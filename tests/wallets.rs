// =====================================================
// 지갑 레지스트리 통합 테스트
// =====================================================
// 생성, 잔액 갱신, 비활성화, 대시보드 목록 / 검색
// =====================================================

mod common;
use common::*;
use wallet_admin_server::domains::wallet::models::{Currency, WalletResponse};
use wallet_admin_server::shared::clients::ChainClients;
use wallet_admin_server::shared::database::Database;
use wallet_admin_server::shared::errors::WalletError;
use wallet_admin_server::shared::services::AppState;
use wallet_admin_server::shared::utils::PageRequest;

/// 테스트: 새 지갑은 잔액 0, 활성, 체인 클라이언트가 만든 주소 / 키
#[tokio::test]
async fn test_create_wallet_uses_chain_key_pair() {
    let app = TestApp::new();
    let user = app.register_user("alice").await;

    let wallet = app.create_wallet(user.id, Currency::Bitcoin).await;
    assert_eq!(wallet.user_id, user.id);
    assert_eq!(wallet.currency, Currency::Bitcoin);
    assert_eq!(wallet.balance, btc("0"));
    assert!(wallet.active);
    assert_eq!(wallet.address, "btc_addr_1");
    assert_eq!(wallet.private_key, "btc_key_1");

    let tron = app.create_wallet(user.id, Currency::UsdtTrc20).await;
    assert_eq!(tron.address, "tron_addr_1");

    // 응답 DTO에는 개인키가 없음
    let json = serde_json::to_value(WalletResponse::from(&wallet)).unwrap();
    assert!(json.get("privateKey").is_none());
    assert!(!json.to_string().contains("btc_key_1"));
}

/// 테스트: 존재하지 않는 사용자 → NotFound("User")
#[tokio::test]
async fn test_create_wallet_for_unknown_user() {
    let app = TestApp::new();

    let err = app
        .state
        .wallet_state
        .wallet_service
        .create_wallet(42, Currency::Bitcoin)
        .await
        .unwrap_err();
    assert!(matches!(err, WalletError::NotFound { entity: "User" }));
    assert_eq!(err.to_string(), "User not found");
}

/// 테스트: 체인 클라이언트가 없는 통화 → UnsupportedCurrency
#[tokio::test]
async fn test_create_wallet_without_chain_client() {
    let clients = ChainClients::new().with_client(FakeChainClient::bitcoin());
    let state = AppState::new(Database::in_memory(), clients, &memory_config(false));
    let user = state
        .auth_state
        .user_service
        .register(wallet_admin_server::domains::auth::models::RegisterUserRequest {
            username: "bob".to_string(),
            email: "bob@example.com".to_string(),
            password: TEST_PASSWORD.to_string(),
            first_name: None,
            last_name: None,
        })
        .await
        .unwrap();

    let err = state
        .wallet_state
        .wallet_service
        .create_wallet(user.id, Currency::UsdtTrc20)
        .await
        .unwrap_err();
    assert!(matches!(err, WalletError::UnsupportedCurrency { .. }));
    assert_eq!(err.to_string(), "Unsupported currency: USDT_TRC20");
    assert!(state.wallet_state.wallet_service.get_user_wallets(user.id).await.unwrap().is_empty());
}

/// 테스트: refresh는 체인 잔액으로 그대로 교체 (조정 아님)
#[tokio::test]
async fn test_refresh_balance_replaces_stored_value() {
    let app = TestApp::new();
    let wallet = app.funded_wallet(Currency::Bitcoin, btc("3.25")).await;
    app.bitcoin.set_balance(btc("0.12345678"));

    let refreshed = app
        .state
        .wallet_state
        .wallet_service
        .refresh_wallet_balance(wallet.id)
        .await
        .unwrap();
    assert_eq!(refreshed.balance, btc("0.12345678"));
    assert_eq!(app.wallet(wallet.id).await.balance, btc("0.12345678"));

    let err = app
        .state
        .wallet_state
        .wallet_service
        .refresh_wallet_balance(999)
        .await
        .unwrap_err();
    assert!(matches!(err, WalletError::NotFound { entity: "Wallet" }));
}

/// 테스트: 사용자 지갑 목록은 최신순, 주소로 조회 가능
#[tokio::test]
async fn test_user_wallets_newest_first() {
    let app = TestApp::new();
    let user = app.register_user("carol").await;
    let first = app.create_wallet(user.id, Currency::Bitcoin).await;
    let second = app.create_wallet(user.id, Currency::UsdtTrc20).await;
    let third = app.create_wallet(user.id, Currency::Bitcoin).await;

    let wallets = app.state.wallet_state.wallet_service.get_user_wallets(user.id).await.unwrap();
    let ids: Vec<u64> = wallets.iter().map(|w| w.id).collect();
    assert_eq!(ids, vec![third.id, second.id, first.id]);

    let by_address = app
        .state
        .wallet_state
        .wallet_service
        .get_wallet_by_address(&second.address)
        .await
        .unwrap();
    assert_eq!(by_address.id, second.id);

    let missing = app
        .state
        .wallet_state
        .wallet_service
        .get_wallet_by_address("bc1qnowhere")
        .await
        .unwrap_err();
    assert_eq!(missing.to_string(), "Wallet not found");
}

/// 테스트: 비활성화 후 토글해도 다시 활성화되지 않음
#[tokio::test]
async fn test_toggle_never_reactivates() {
    let app = TestApp::new();
    let wallet = app.funded_wallet(Currency::UsdtTrc20, btc("10")).await;
    let wallets = &app.state.wallet_state.wallet_service;

    let toggled = wallets.toggle_status(wallet.id).await.unwrap();
    assert!(!toggled.active);

    let again = wallets.toggle_status(wallet.id).await.unwrap();
    assert!(!again.active);

    let deactivated = wallets.deactivate_wallet(wallet.id).await.unwrap();
    assert!(!deactivated.active);
    assert_eq!(deactivated.balance, btc("10"));
}

/// 테스트: 대시보드 목록 필터 (통화 / 활성)와 소유자 username 검색
#[tokio::test]
async fn test_list_and_search_wallets() {
    let app = TestApp::new();
    let alice = app.register_user("alice").await;
    let bob = app.register_user("bob").await;
    app.create_wallet(alice.id, Currency::Bitcoin).await;
    app.create_wallet(alice.id, Currency::UsdtTrc20).await;
    let bob_btc = app.create_wallet(bob.id, Currency::Bitcoin).await;
    app.state.wallet_state.wallet_service.deactivate_wallet(bob_btc.id).await.unwrap();

    let wallets = &app.state.wallet_state.wallet_service;
    let page = PageRequest::first(10);

    let btc_wallets = wallets.list_paged(Some(Currency::Bitcoin), None, &page).await.unwrap();
    assert_eq!(btc_wallets.total_elements, 2);
    assert!(btc_wallets.content.iter().all(|w| w.currency == Currency::Bitcoin));

    let active_btc = wallets.list_paged(Some(Currency::Bitcoin), Some(true), &page).await.unwrap();
    assert_eq!(active_btc.total_elements, 1);

    let all = wallets.list_paged(None, None, &page).await.unwrap();
    assert_eq!(all.total_elements, 3);

    let owned_by_alice = wallets.search("ALICE", &page).await.unwrap();
    assert_eq!(owned_by_alice.total_elements, 2);
    assert!(owned_by_alice.content.iter().all(|w| w.user_id == alice.id));

    let by_address = wallets.search("tron_addr", &page).await.unwrap();
    assert_eq!(by_address.total_elements, 1);
}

•••

WHAT YOU ARE ASKED TO DO:
Give back the opening line of the records above and every line after it, up to and including the one with "use common::*;", unchanged.

RESPONSE BELOW:
filename tests/wallets.rs
// =====================================================
// 지갑 레지스트리 통합 테스트
// =====================================================
// 생성, 잔액 갱신, 비활성화, 대시보드 목록 / 검색
// =====================================================

mod common;
use common::*;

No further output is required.